Note: To use sensitive information in your clusters, you must use Secrets.
Secrets:
- Secrets are secure objects which store sensitive data, such as passwords, OAuth tokens, and SSH keys, in your clusters.
- Using Secrets reduces the risk of exposing the data to unauthorized users.
- Values stored are base64 encoded.
Note: Built-in security mechanism is not enabled by default in K8s
Deployment:
- Although pods are the basic unit of computation in k8s, they are managed by a layer of abstraction: deployment.
- A component that specifies the blueprint for a pod.
- Used to create stateless applications.
- Mostly you will not be working with pods, instead of with deployment.
- Deployment’s primary purpose is to declare how many replicas of a pod should be running at a time.
- If a pod dies, the deployment will automatically re-create it.
Ingress:
You can create a cluster of nodes, and launch deployments of pods onto the cluster. However, we need to allow external traffic to your application.
Enter Ingress
- Exposes HTTP and HTTPS routes from outside the cluster to services within the cluster.
- Request from the outside world first goes to the ingress.
- Ingress has the traffic routing rules defined and forwards the request to the appropriate service.
There are multiple ways to add ingress to your cluster. The most common ways are by adding either an Ingress controller or a LoadBalancer.
Note: Client can be a web browser, mobile devices, etc.
Stateful Set:
If you deploy any stateful application on Kubernetes, you’ll need to ensure that pods can reach each other through a unique identity that does not change (hostnames, IPs…etc.).
Enter Stateful Set
- This is responsible for creating stateful applications, for instance, MySQL clusters, Redis, Kafka, MongoDB, and others.
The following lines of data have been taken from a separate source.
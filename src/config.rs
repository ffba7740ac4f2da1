//! Runtime configuration.
//!
//! File locations are injected rather than global so tests can point the
//! readers at fixtures. Defaults follow DEVONthink's layout on macOS:
//!
//!   ~/Library/Application Support/DEVONthink 3/SmartGroups.plist
//!   ~/Library/Application Support/DEVONthink 3/SmartRules.plist
//!   ~/Library/Preferences/com.devon-technologies.think3.plist
//!
//! Newer releases drop the version suffix (`DEVONthink/`,
//! `com.devon-technologies.think.plist`); the first existing candidate wins.

use std::path::{Path, PathBuf};
use std::time::Duration;

/// Default timeout for one external command.
pub const DEFAULT_COMMAND_TIMEOUT: Duration = Duration::from_secs(15);

/// Default cap on captured output of one external command.
pub const DEFAULT_MAX_OUTPUT: usize = 16 * 1024 * 1024;

const SUPPORT_DIRS: &[&str] = &["DEVONthink 3", "DEVONthink"];
const PREFERENCE_FILES: &[&str] = &[
    "com.devon-technologies.think3.plist",
    "com.devon-technologies.think.plist",
];

/// Locations of the files the readers work on.
#[derive(Debug, Clone, PartialEq, Eq)]
pub struct Paths {
    /// Smart group definitions (binary or XML plist).
    pub smart_groups: PathBuf,
    /// Smart rule definitions (binary or XML plist).
    pub smart_rules: PathBuf,
    /// Application preference store holding the column layouts.
    pub preferences: PathBuf,
}

impl Paths {
    /// Resolve the default locations under the user's home directory.
    pub fn detect() -> Self {
        let home = dirs::home_dir().unwrap_or_else(|| PathBuf::from("."));
        Self::under_home(&home)
    }

    /// Resolve the default locations under an explicit home directory.
    pub fn under_home(home: &Path) -> Self {
        let library = home.join("Library");
        let support = first_existing(
            SUPPORT_DIRS
                .iter()
                .map(|dir| library.join("Application Support").join(dir)),
        );
        let preferences = first_existing(
            PREFERENCE_FILES
                .iter()
                .map(|file| library.join("Preferences").join(file)),
        );

        Self {
            smart_groups: support.join("SmartGroups.plist"),
            smart_rules: support.join("SmartRules.plist"),
            preferences,
        }
    }
}

fn first_existing(candidates: impl Iterator<Item = PathBuf>) -> PathBuf {
    let candidates: Vec<PathBuf> = candidates.collect();
    candidates
        .iter()
        .find(|path| path.exists())
        .or_else(|| candidates.first())
        .cloned()
        .unwrap_or_default()
}

/// Limits applied to every external command.
#[derive(Debug, Clone, Copy, PartialEq, Eq)]
pub struct CommandLimits {
    /// Wall-clock limit for one command.
    pub timeout: Duration,
    /// Maximum bytes captured from stdout (and from stderr).
    pub max_output: usize,
}

impl Default for CommandLimits {
    fn default() -> Self {
        Self {
            timeout: DEFAULT_COMMAND_TIMEOUT,
            max_output: DEFAULT_MAX_OUTPUT,
        }
    }
}

/// Server configuration.
#[derive(Debug, Clone)]
pub struct Config {
    /// File locations.
    pub paths: Paths,
    /// External command limits.
    pub limits: CommandLimits,
}

impl Config {
    /// Configuration with detected paths and default limits.
    pub fn detect() -> Self {
        Self {
            paths: Paths::detect(),
            limits: CommandLimits::default(),
        }
    }
}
- Maintains a sticky identity for each of its pods. Each pod has a persistent identifier.
- Headless Service like Nginx controls the network domain.
PersistentVolume:
Programs running on your cluster aren’t guaranteed to run on a specific node. If a program tries to save data to a file for later but is then relocated onto a new node, the file will no longer be where the program expects it to be.
Enter PersistentVolume
- To store data permanently, Kubernetes uses Persistent Volumes.
- PersistentVolume (PV) is a piece of storage in the cluster.
- PV is independent of the pod lifecycle.
- They provide a file system that can be mounted to the cluster, without being associated with any particular node.
PersistentVolumeClaim:
- A PVC is the request to provision persistent storage with a specific type and configuration.
- Applications claim the PV using PVC
StorageClass:
- To specify the persistent storage flavor that you want, you use Kubernetes storage classes.
- When we create a PVC, the request is sent to the storage provider.
- Depending on the configuration that is defined in the storage class, the physical storage device is ordered and provisioned in your application.
- If the requested configuration does not exist, the storage is not created.